The monopolies that dominate the internet service providing markets were probably rejoicing Monday morning as the wide open internet that the world has enjoyed since its inception came to an abrupt end. The net neutrality protections that the Obama administration put in place were a thing of the past as of 12:01 a.m., possibly ushering in era of internet regulations that will all but assure higher costs and slower speeds for everyone from casual users to people who work online.
The government has said the end of net neutrality is based on protecting consumers, but free speech advocates have begged to differ.
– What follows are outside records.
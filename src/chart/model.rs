use crate::animation::ease::Ease;

/// One data series: how far `value` has come toward `max_value`.
#[derive(Clone, Debug, PartialEq, serde::Serialize, serde::Deserialize)]
pub struct RingDatum {
    /// Amount reached.
    pub value: f64,
    /// Amount that fills the ring.
    pub max_value: f64, // expected > 0, not enforced
    /// Series color, overriding the palette.
    #[serde(default, skip_serializing_if = "Option::is_none")]
    pub color: Option<String>,
}

impl RingDatum {
    /// A datum without its own color.
    pub fn new(value: f64, max_value: f64) -> Self {
        Self {
            value,
            max_value,
            color: None,
        }
    }

    /// Sets the series color.
    pub fn with_color(mut self, color: impl Into<String>) -> Self {
        self.color = Some(color.into());
        self
    }

    /// `value / max_value`, unclamped. Values past 1 over-sweep; `max_value == 0` gives a
    /// non-finite result that geometry renders as nothing or a full ring.
    pub fn progress(&self) -> f64 {
        self.value / self.max_value
    }
}

/// Ring data in nesting order.
pub type RingSeries = Vec<RingDatum>;

/// Radial extent of one ring.
#[derive(Clone, Copy, Debug, PartialEq, serde::Serialize, serde::Deserialize)]
pub struct RadiusPair {
    /// Radius of the inner edge.
    pub inner_radius: f64,
    /// Radius of the outer edge.
    pub outer_radius: f64,
}

impl RadiusPair {
    /// A pair from explicit radii.
    pub fn new(inner_radius: f64, outer_radius: f64) -> Self {
        Self {
            inner_radius,
            outer_radius,
        }
    }

    /// `outer_radius - inner_radius`.
    pub fn thickness(self) -> f64 {
        self.outer_radius - self.inner_radius
    }
}

/// Maps a ring index to its radii.
pub trait RadiusResolver {
    /// Radii of ring `index`.
    fn radii(&self, index: usize) -> RadiusPair;
}

impl<F> RadiusResolver for F
where
    F: Fn(usize) -> RadiusPair,
{
    fn radii(&self, index: usize) -> RadiusPair {
        self(index)
    }
}

/// Which end of the series sits on the outside.
#[derive(Clone, Copy, Debug, Default, PartialEq, Eq, serde::Serialize, serde::Deserialize)]
#[serde(rename_all = "snake_case")]
pub enum RingOrder {
    /// Index 0 is the outermost ring; `base_radius` is its outer edge.
    #[default]
    OutsideIn,
    /// Index 0 is the innermost ring; `base_radius` is its inner edge.
    InsideOut,
}

/// Evenly spaced rings of equal width.
#[derive(Clone, Copy, Debug, PartialEq, serde::Serialize, serde::Deserialize)]
pub struct RingLayout {
    /// Anchor radius; see [`RingOrder`] for which edge it marks.
    pub base_radius: f64,
    /// Radial thickness of every ring.
    pub ring_width: f64,
    /// Empty space between neighbouring rings.
    #[serde(default)]
    pub ring_gap: f64,
    /// Which end of the series sits on the outside.
    #[serde(default)]
    pub order: RingOrder,
}

impl RingLayout {
    /// A layout from explicit metrics.
    pub fn new(base_radius: f64, ring_width: f64, ring_gap: f64, order: RingOrder) -> Self {
        Self {
            base_radius,
            ring_width,
            ring_gap,
            order,
        }
    }

    fn pitch(&self) -> f64 {
        self.ring_width + self.ring_gap
    }

    /// Outer radius of the whole chart when it holds `count` rings.
    pub fn extent(&self, count: usize) -> f64 {
        match self.order {
            RingOrder::OutsideIn => self.base_radius,
            RingOrder::InsideOut => {
                let last = count.saturating_sub(1) as f64;
                self.base_radius + last * self.pitch() + self.ring_width
            }
        }
    }
}

impl RadiusResolver for RingLayout {
    fn radii(&self, index: usize) -> RadiusPair {
        let step = index as f64 * self.pitch();
        match self.order {
            RingOrder::OutsideIn => {
                let outer = self.base_radius - step;
                RadiusPair::new(outer - self.ring_width, outer)
            }
            RingOrder::InsideOut => {
                let inner = self.base_radius + step;
                RadiusPair::new(inner, inner + self.ring_width)
            }
        }
    }
}

/// Fallback series colors, cycled by ring index.
#[derive(Clone, Debug, PartialEq, Eq, serde::Serialize, serde::Deserialize)]
#[serde(transparent)]
pub struct Palette(Vec<String>);

impl Palette {
    /// Blue, emerald, amber, red, violet.
    pub const DEFAULT_COLORS: [&'static str; 5] =
        ["#3b82f6", "#10b981", "#f59e0b", "#ef4444", "#8b5cf6"];

    /// A palette cycling through `colors`.
    pub fn new(colors: Vec<String>) -> Self {
        Self(colors)
    }

    /// Color for `index`, wrapping around. An empty palette falls back to the defaults.
    pub fn color(&self, index: usize) -> &str {
        if self.0.is_empty() {
            return Self::DEFAULT_COLORS[index % Self::DEFAULT_COLORS.len()];
        }
        &self.0[index % self.0.len()]
    }

    /// Number of configured colors.
    pub fn len(&self) -> usize {
        self.0.len()
    }

    /// Whether no colors are configured.
    pub fn is_empty(&self) -> bool {
        self.0.is_empty()
    }
}

impl Default for Palette {
    fn default() -> Self {
        Self(Self::DEFAULT_COLORS.iter().map(|c| c.to_string()).collect())
    }
}

/// Per-ring display options.
#[derive(Clone, Debug, PartialEq, serde::Serialize, serde::Deserialize)]
pub struct RingProps {
    /// Overrides both the datum color and the palette.
    #[serde(default, skip_serializing_if = "Option::is_none")]
    pub color: Option<String>,
    /// Play the entrance; when off, rings appear at their final state.
    #[serde(default = "default_true")]
    pub animate: bool,
    /// Draw a glow behind the hovered progress arc.
    #[serde(default = "default_true")]
    pub show_glow: bool,
    /// Curve of the hover fade and scale transitions.
    #[serde(default)]
    pub hover_ease: Ease,
}

fn default_true() -> bool {
    true
}

impl Default for RingProps {
    fn default() -> Self {
        Self {
            color: None,
            animate: true,
            show_glow: true,
            hover_ease: Ease::DEFAULT_TWEEN,
        }
    }
}

impl RingProps {
    /// Sets the explicit ring color.
    pub fn with_color(mut self, color: impl Into<String>) -> Self {
        self.color = Some(color.into());
        self
    }

    /// Turns the entrance animation on or off.
    pub fn with_animate(mut self, animate: bool) -> Self {
        self.animate = animate;
        self
    }

    /// Turns the hover glow on or off.
    pub fn with_glow(mut self, show_glow: bool) -> Self {
        self.show_glow = show_glow;
        self
    }

    /// Sets the hover transition curve.
    pub fn with_hover_ease(mut self, ease: Ease) -> Self {
        self.hover_ease = ease;
        self
    }
}

#[cfg(test)]
#[path = "../../tests/unit/chart/model.rs"]
mod tests;
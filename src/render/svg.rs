//! SVG scene output.
//!
//! The chart is drawn in a group translated to the canvas center. Each ring contributes
//! its track then its progress arc, so later (inner) rings paint over earlier ones.
//! Scale transforms apply around the chart center, and glows become `feDropShadow`
//! filters keyed by ring index.

use crate::chart::mount::ChartFrame;
use crate::chart::ring::{ArcLayer, Glow};
use crate::foundation::core::Canvas;

/// Serializes `frame` as a standalone SVG document sized to `canvas`.
pub fn svg_document(frame: &ChartFrame, canvas: Canvas, background: Option<&str>) -> String {
    let center = canvas.center();
    let mut out = String::new();
    out.push_str(&format!(
        "<svg xmlns=\"http://www.w3.org/2000/svg\" width=\"{w}\" height=\"{h}\" viewBox=\"0 0 {w} {h}\">\n",
        w = canvas.width,
        h = canvas.height
    ));

    let glows: Vec<(usize, &Glow)> = frame
        .rings
        .iter()
        .filter_map(|r| r.progress.glow.as_ref().map(|g| (r.index, g)))
        .collect();
    if !glows.is_empty() {
        out.push_str("<defs>\n");
        for (index, glow) in glows {
            out.push_str(&format!(
                "<filter id=\"{id}\" x=\"-50%\" y=\"-50%\" width=\"200%\" height=\"200%\">\
                 <feDropShadow dx=\"0\" dy=\"0\" stdDeviation=\"{sd}\" flood-color=\"{c}\"/></filter>\n",
                id = glow_id(index),
                sd = num(glow.blur_radius / 2.0),
                c = escape_attr(&glow.color)
            ));
        }
        out.push_str("</defs>\n");
    }

    if let Some(bg) = background {
        out.push_str(&format!(
            "<rect width=\"100%\" height=\"100%\" fill=\"{}\"/>\n",
            escape_attr(bg)
        ));
    }

    out.push_str(&format!(
        "<g transform=\"translate({} {})\">\n",
        num(center.x),
        num(center.y)
    ));
    for ring in &frame.rings {
        out.push_str(&format!("<g data-ring=\"{}\">\n", ring.index));
        push_layer(&mut out, &ring.track, None);
        let filter = ring.progress.glow.as_ref().map(|_| glow_id(ring.index));
        push_layer(&mut out, &ring.progress, filter.as_deref());
        out.push_str("</g>\n");
    }
    out.push_str("</g>\n</svg>\n");
    out
}

fn push_layer(out: &mut String, layer: &ArcLayer, filter: Option<&str>) {
    // Nothing visible; also keeps singular `scale(0)` transforms out of the document.
    if layer.path.is_empty() || !(layer.scale > 0.0) || !(layer.opacity > 0.0) {
        return;
    }
    out.push_str(&format!(
        "<path d=\"{}\" fill=\"{}\"",
        layer.path.as_str(),
        escape_attr(&layer.fill)
    ));
    if layer.opacity < 1.0 {
        out.push_str(&format!(" opacity=\"{}\"", num(layer.opacity)));
    }
    if layer.scale != 1.0 {
        out.push_str(&format!(" transform=\"scale({})\"", num(layer.scale)));
    }
    if let Some(id) = filter {
        out.push_str(&format!(" filter=\"url(#{id})\""));
    }
    out.push_str("/>\n");
}

fn glow_id(index: usize) -> String {
    format!("ring-glow-{index}")
}

/// Fixed-precision number without trailing zeros.
fn num(v: f64) -> String {
    let s = format!("{v:.4}");
    let s = s.trim_end_matches('0').trim_end_matches('.');
    if s == "-0" { "0".to_string() } else { s.to_string() }
}

fn escape_attr(s: &str) -> String {
    let mut out = String::with_capacity(s.len());
    for ch in s.chars() {
        match ch {
            '&' => out.push_str("&amp;"),
            '<' => out.push_str("&lt;"),
            '>' => out.push_str("&gt;"),
            '"' => out.push_str("&quot;"),
            '\'' => out.push_str("&apos;"),
            c => out.push(c),
        }
    }
    out
}

#[cfg(test)]
#[path = "../../tests/unit/render/svg.rs"]
mod tests;
use std::cell::RefCell;
use std::f64::consts::{PI, TAU};
use std::rc::Rc;

use super::*;
use crate::chart::model::{RingDatum, RingLayout, RingOrder};
use crate::chart::progress::{ProgressPhase, progress_delay};
use crate::chart::ring::track_expand_delay;
use crate::foundation::core::Canvas;
use crate::geometry::arc::{ArcSpec, PROGRESS_START_ANGLE};
use crate::render::svg::svg_document;

const FRAME: f64 = 1.0 / 60.0;

fn chart(n: usize) -> RingChart {
    let data = (0..n)
        .map(|i| RingDatum::new(i as f64 + 1.0, 10.0))
        .collect();
    let ctx = RingContext::new(data, RingLayout::new(120.0, 12.0, 4.0, RingOrder::OutsideIn));
    RingChart::mount(ctx, RingProps::default())
}

fn run(chart: &mut RingChart, secs: f64) {
    let frames = (secs / FRAME).round() as usize;
    for _ in 0..frames {
        chart.tick(FRAME);
    }
}

fn settle(chart: &mut RingChart) -> usize {
    let mut frames = 0;
    while chart.tick(FRAME) {
        frames += 1;
        assert!(frames < 60 * 10, "chart never settled");
    }
    frames
}

fn phase(chart: &RingChart, index: usize) -> ProgressPhase {
    chart.ring(index).unwrap().progress_phase().unwrap()
}

#[test]
fn total_entrance_delay_strictly_increases() {
    let mut prev = f64::NEG_INFINITY;
    for i in 0..8 {
        let total = track_expand_delay(i) + progress_delay(i);
        assert!(total > prev);
        assert!(progress_delay(i) > track_expand_delay(i));
        prev = total;
    }
}

#[test]
fn mount_starts_every_ring_delayed() {
    let c = chart(3);
    assert_eq!(c.context().epoch(), 0);
    assert_eq!(c.context().hovered_index(), None);
    for i in 0..3 {
        assert_eq!(phase(&c, i), ProgressPhase::Delayed);
    }
    assert!(c.is_animating());
}

#[test]
fn progress_rings_start_in_index_order() {
    let mut c = chart(3);
    run(&mut c, 0.65);
    assert_eq!(phase(&c, 0), ProgressPhase::Animating);
    assert_eq!(phase(&c, 1), ProgressPhase::Delayed);
    run(&mut c, 0.1);
    assert_eq!(phase(&c, 1), ProgressPhase::Animating);
    assert_eq!(phase(&c, 2), ProgressPhase::Delayed);
}

#[test]
fn chart_settles_and_stays_put() {
    let mut c = chart(3);
    let mut frames = 0;
    while c.tick(FRAME) {
        frames += 1;
        assert!(frames < 60 * 10, "chart never settled");
    }
    assert!(!c.is_animating());
    let settled = c.frame();
    c.tick(FRAME);
    let again = c.frame();
    assert_eq!(settled.rings, again.rings);
}

#[test]
fn hover_fades_all_other_rings() {
    let mut c = chart(4);
    assert!(c.set_hovered_index(Some(2)));
    let f = c.frame();
    for ring in &f.rings {
        assert_eq!(ring.hover.is_faded, ring.index != 2);
        assert_eq!(ring.hover.is_hovered, ring.index == 2);
    }
    assert!(c.set_hovered_index(None));
    assert!(c.frame().rings.iter().all(|r| !r.hover.is_faded));
}

#[test]
fn epoch_bump_while_delayed_cancels_and_restarts() {
    let mut c = chart(2);
    c.bump_epoch();
    run(&mut c, 0.4);
    assert_eq!(phase(&c, 0), ProgressPhase::Delayed);

    assert_eq!(c.bump_epoch(), 2);
    for i in 0..2 {
        let ring = c.ring(i).unwrap();
        assert_eq!(ring.progress_phase(), Some(ProgressPhase::Delayed));
    }

    // 0.25 s later the first timer would have fired; the arc must still be empty.
    run(&mut c, 0.25);
    assert_eq!(phase(&c, 0), ProgressPhase::Delayed);
    assert!(c.frame().rings[0].progress.path.is_empty());

    run(&mut c, 0.4);
    assert_eq!(phase(&c, 0), ProgressPhase::Animating);
}

#[test]
fn pointer_move_hit_tests_rings() {
    let mut c = chart(2);
    let seen = Rc::new(RefCell::new(Vec::new()));
    let sink = Rc::clone(&seen);
    c.subscribe(move |h| sink.borrow_mut().push(h));

    // Ring 0 spans 108..120, ring 1 spans 92..104.
    assert_eq!(c.pointer_move(Vec2::new(0.0, -114.0)), Some(0));
    assert_eq!(c.pointer_move(Vec2::new(0.0, -115.0)), Some(0));
    assert_eq!(c.pointer_move(Vec2::new(98.0, 0.0)), Some(1));
    assert_eq!(c.pointer_move(Vec2::new(106.0, 0.0)), None);
    assert_eq!(c.pointer_move(Vec2::new(98.0, 0.0)), Some(1));
    c.pointer_exit();

    assert_eq!(
        *seen.borrow(),
        vec![Some(0), None, Some(1), None, Some(1), None]
    );
}

#[test]
fn extra_ring_props_render_nothing() {
    let ctx = RingContext::new(
        vec![RingDatum::new(1.0, 2.0)],
        RingLayout::new(50.0, 5.0, 1.0, RingOrder::OutsideIn),
    );
    let c = RingChart::mount_with_props(ctx, vec![RingProps::default(); 3]);
    assert_eq!(c.rings().len(), 3);
    assert_eq!(c.frame().rings.len(), 1);
}

#[test]
fn replace_data_restarts_with_new_targets() {
    let mut c = chart(1);
    run(&mut c, 4.0);
    assert!(!c.is_animating());
    c.replace_data(vec![RingDatum::new(10.0, 10.0)]);
    assert_eq!(c.context().epoch(), 1);
    assert_eq!(phase(&c, 0), ProgressPhase::Delayed);
    run(&mut c, 4.0);
    let sweep = c.frame().rings[0].progress.arc.sweep();
    assert!((sweep - std::f64::consts::TAU).abs() < 1e-9);
}

#[test]
fn unmount_makes_ticks_inert() {
    let mut c = chart(2);
    run(&mut c, 0.2);
    c.unmount();
    assert!(!c.is_mounted());
    let before = c.frame();
    assert!(!c.tick(1.0));
    assert_eq!(c.frame(), before);
    assert_eq!(c.bump_epoch(), 1);
    assert_eq!(phase(&c, 0), ProgressPhase::Idle);
}

#[test]
fn extra_rings_do_not_delay_settling() {
    let layout = RingLayout::new(120.0, 12.0, 4.0, RingOrder::OutsideIn);
    let data = vec![RingDatum::new(3.0, 4.0)];

    let mut exact = RingChart::mount(RingContext::new(data.clone(), layout), RingProps::default());
    let mut padded =
        RingChart::mount_with_props(RingContext::new(data, layout), vec![RingProps::default(); 6]);
    for ring in &padded.rings()[1..] {
        assert!(!ring.is_animating());
    }
    assert_eq!(settle(&mut padded), settle(&mut exact));

    padded.set_hovered_index(Some(0));
    assert!(padded.rings()[1..].iter().all(|r| !r.is_animating()));
}

#[test]
fn degenerate_values_reach_the_scene_unclamped() {
    let ctx = RingContext::new(
        vec![
            RingDatum::new(5.0, 0.0),
            RingDatum::new(0.0, 0.0),
            RingDatum::new(15.0, 10.0),
        ],
        RingLayout::new(120.0, 12.0, 4.0, RingOrder::OutsideIn),
    );
    let mut c = RingChart::mount(ctx, RingProps::default());
    settle(&mut c);
    let frame = c.frame();

    let annulus = |index: usize| {
        let radii = c.context().ring_radii(index);
        ArcSpec::rounded(
            radii.inner_radius,
            radii.outer_radius,
            PROGRESS_START_ANGLE,
            PROGRESS_START_ANGLE + TAU,
        )
        .path()
    };

    // value / 0 sweeps to infinity: drawn as a whole ring.
    assert_eq!(frame.rings[0].progress.arc.sweep(), f64::INFINITY);
    assert_eq!(frame.rings[0].progress.path, annulus(0));
    // 0 / 0 has no direction at all.
    assert!(frame.rings[1].progress.arc.sweep().is_nan());
    assert!(frame.rings[1].progress.path.is_empty());
    // 150% over-sweeps past a full turn.
    assert!((frame.rings[2].progress.arc.sweep() - 3.0 * PI).abs() < 1e-9);
    assert_eq!(frame.rings[2].progress.path, annulus(2));

    let svg = svg_document(&frame, Canvas { width: 300, height: 300 }, None);
    assert!(!svg.contains("NaN"));
    assert!(!svg.contains("inf"));
    assert_eq!(svg.matches("<path ").count(), 5);
}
“The bottom line is that our regulatory framework will both protect the free and open internet and deliver more digital opportunity to more Americans,” Federal Communications Chairman (FCC) Ajai Pai wrote in a cnet op-ed published Sunday night. “Our goal is simple: better, faster, cheaper internet access for American consumers who are in control of their own online experience.”
But the American Civil Liberties Union (ACLU) has maintained that the FCC’s description omits several key points that were poised to affect the everyday internet user. The end of net neutrality “means your internet service provider will be able to engage in content based discrimination,” the ACLU wrote last week. “Internet content it likes — for political or financial reasons — will be delivered at top speeds, while content it disfavors will be slowed or even blocked.”
So which is true?
Only time will tell. But the threat of slower internet speeds being charged at a higher rate, while probably not immediate, was very realistic. Still, when, not if, the changes are implemented, it may not be overtly apparent, according to Slate.
“In order for those working for a more open internet to have any chance at success, users are going to have to continue to care and speak out about why open internet protections matter to them—even, perhaps especially, if it’s not immediately clear anything has changed,” Slate wrote Monday.